The commitment letter typically contains an additional term that requires the borrower to put up five to ten percent of the loan in equity - either cash or a letter of credit. The equity will be held in escrow with a reputable financial institution pursuant to an escrow agreement, which allows the lender to pledge/borrow against the escrow (i.e., it enables the lender to seek financing with another lender - an escrow lender - using the escrow as collateral for the new loan).
The commitment letter is negotiated and eventually signed either simultaneously with or a few days before the escrow agreement and the borrower puts up the required equity.

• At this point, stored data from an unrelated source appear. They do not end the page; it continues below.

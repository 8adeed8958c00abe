//! Kingbot - SJSU Library chat assistant
//!
//! A retrieval-augmented chat assistant for the SJSU King Library. Questions are
//! answered from indexed library pages, every exchange is logged, and users can
//! rate answers with a thumbs up or down and an optional comment.
//!
//! # Architecture
//!
//! The library is organized into several modules:
//!
//! - `config` - Settings, page text, quick questions and prompt templates
//! - `memory` - Token-bounded conversation memory
//! - `history` - Which turns of the memory are displayed
//! - `session` - Per-session state and the processing guard
//! - `embedding` - Embedding generation
//! - `vector_store` - Passage storage and similarity search
//! - `rag` - Condense-plus-context chat engine and its cache
//! - `feedback` - Interaction log and feedback correlation
//! - `bot` - The event loop tying the above together
//! - `cli` - Terminal chat, ingestion and the HTTP server
//!
//! # Example
//!
//! ```rust,no_run
//! use kingbot::bot::{Event, Kingbot};
//! use kingbot::config::Settings;
//!
//! #[tokio::main]
//! async fn main() -> anyhow::Result<()> {
//!     let bot = Kingbot::new(Settings::load()?)?;
//!     let session = bot.open_session().await;
//!
//!     let view = bot
//!         .dispatch(session, Event::Query { text: "What are the library hours?".into() })
//!         .await?;
//!     for message in view.messages {
//!         println!("{}: {}", message.name, message.content);
//!     }
//!
//!     Ok(())
//! }
//! ```

pub mod bot;
pub mod cli;
pub mod config;
pub mod embedding;
pub mod error;
pub mod feedback;
pub mod history;
pub mod memory;
pub mod openai;
pub mod rag;
pub mod session;
pub mod vector_store;

pub use error::{KingbotError, Result};
//! CLI command implementations.

mod chat;
mod config;
mod ingest;
mod serve;

pub use chat::run_chat;
pub use config::run_config;
pub use ingest::{ingest, parse_records, run_ingest, IngestStats, PageRecord};
pub use serve::run_serve;
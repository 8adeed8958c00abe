//! In-memory vector store implementation.
//!
//! Useful for testing and small collections.

use super::{cosine_similarity, rank, Passage, SearchResult, VectorStore};
use crate::error::{KingbotError, Result};
use async_trait::async_trait;
use std::collections::HashMap;
use std::sync::{RwLock, RwLockReadGuard, RwLockWriteGuard};
use uuid::Uuid;

/// In-memory vector store.
pub struct MemoryVectorStore {
    collection: String,
    passages: RwLock<HashMap<Uuid, Passage>>,
}

impl MemoryVectorStore {
    /// Create a new in-memory vector store.
    pub fn new(collection: &str) -> Self {
        Self {
            collection: collection.to_string(),
            passages: RwLock::new(HashMap::new()),
        }
    }

    fn read(&self) -> Result<RwLockReadGuard<'_, HashMap<Uuid, Passage>>> {
        self.passages
            .read()
            .map_err(|e| KingbotError::VectorStore(format!("Failed to acquire lock: {}", e)))
    }

    fn write(&self) -> Result<RwLockWriteGuard<'_, HashMap<Uuid, Passage>>> {
        self.passages
            .write()
            .map_err(|e| KingbotError::VectorStore(format!("Failed to acquire lock: {}", e)))
    }
}

#[async_trait]
impl VectorStore for MemoryVectorStore {
    fn collection(&self) -> &str {
        &self.collection
    }

    async fn upsert_batch(&self, passages: &[Passage]) -> Result<usize> {
        let mut store = self.write()?;
        for passage in passages {
            store.insert(passage.id, passage.clone());
        }
        Ok(passages.len())
    }

    async fn search_with_threshold(
        &self,
        query_embedding: &[f32],
        limit: usize,
        min_score: f32,
    ) -> Result<Vec<SearchResult>> {
        let passages = self.read()?;

        let results = passages
            .values()
            .map(|passage| SearchResult {
                score: cosine_similarity(query_embedding, &passage.embedding),
                passage: passage.clone(),
            })
            .filter(|r| r.score >= min_score)
            .collect();

        Ok(rank(results, limit))
    }

    async fn delete_by_source(&self, source_url: &str) -> Result<usize> {
        let mut passages = self.write()?;
        let initial_len = passages.len();
        passages.retain(|_, p| p.source_url != source_url);
        Ok(initial_len - passages.len())
    }

    async fn passage_count(&self) -> Result<usize> {
        Ok(self.read()?.len())
    }
}
//! Context building for RAG responses.

use super::ContextChunk;
use crate::embedding::Embedder;
use crate::error::Result;
use crate::vector_store::VectorStore;
use std::sync::Arc;
use tracing::debug;

/// Builds context from search results for RAG.
pub struct ContextBuilder {
    vector_store: Arc<dyn VectorStore>,
    embedder: Arc<dyn Embedder>,
    max_chunks: usize,
    min_score: f32,
}

impl ContextBuilder {
    /// Create a new context builder.
    pub fn new(vector_store: Arc<dyn VectorStore>, embedder: Arc<dyn Embedder>) -> Self {
        Self {
            vector_store,
            embedder,
            max_chunks: 2,
            min_score: 0.2,
        }
    }

    /// Set the maximum number of context chunks.
    pub fn with_max_chunks(mut self, max_chunks: usize) -> Self {
        self.max_chunks = max_chunks;
        self
    }

    /// Set the minimum similarity score threshold.
    pub fn with_min_score(mut self, min_score: f32) -> Self {
        self.min_score = min_score;
        self
    }

    /// Retrieve the passages most relevant to a query.
    pub async fn build(&self, query: &str) -> Result<Vec<ContextChunk>> {
        let query_embedding = self.embedder.embed(query).await?;

        let results = self
            .vector_store
            .search_with_threshold(&query_embedding, self.max_chunks, self.min_score)
            .await?;

        debug!(
            collection = self.vector_store.collection(),
            "Retrieved {} passages",
            results.len()
        );

        Ok(results.into_iter().map(ContextChunk::from).collect())
    }
}

/// Format context chunks for the system prompt.
pub fn format_context_for_prompt(chunks: &[ContextChunk]) -> String {
    chunks
        .iter()
        .map(|chunk| {
            format!(
                "title: {}\nsource: {}\n\n{}",
                chunk.title, chunk.source_url, chunk.content
            )
        })
        .collect::<Vec<_>>()
        .join("\n\n")
}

This is where the problems begin. When the borrower puts up the escrow money, the lender, as permitted under the escrow agreement, takes out a short term loan with an escrow lender utilizing the escrowed money as collateral. The lender then uses the loan proceeds from this first loan to try and raise money to make the loan that is contemplated under the commitment letter from foreign investors.
Several things can happen at this point. The lender could raise the money for original loan and close it and then no one would be the wiser.
More often the lender has trouble raising the money for the loan. Consequently, to buy more time, the lender repetitively extends the date of its closing with the borrower under the commitment letter, and in turn it extends the escrow loan. This process can go on for months. Even if the lender decides not to close and refunds the escrow money, a large part of that money will go towards paying off the escrow lender and the accrued interest.
If a borrower gets this far in this process, they begin to think of actions they can take against the lender. But because the lender is a shell organization and the escrow lender's interest is continuing to accrue under its loan, it places the borrower in a very difficult position.

In these slow development times, it is even more important that borrowers do their due diligence when looking at a new lender. Above all, beware of so-called "alternative lenders" especially those with "foreign sources."

Louis Perfetto is managing partner for Cohen & Perfetto LLP, New York, N.Y.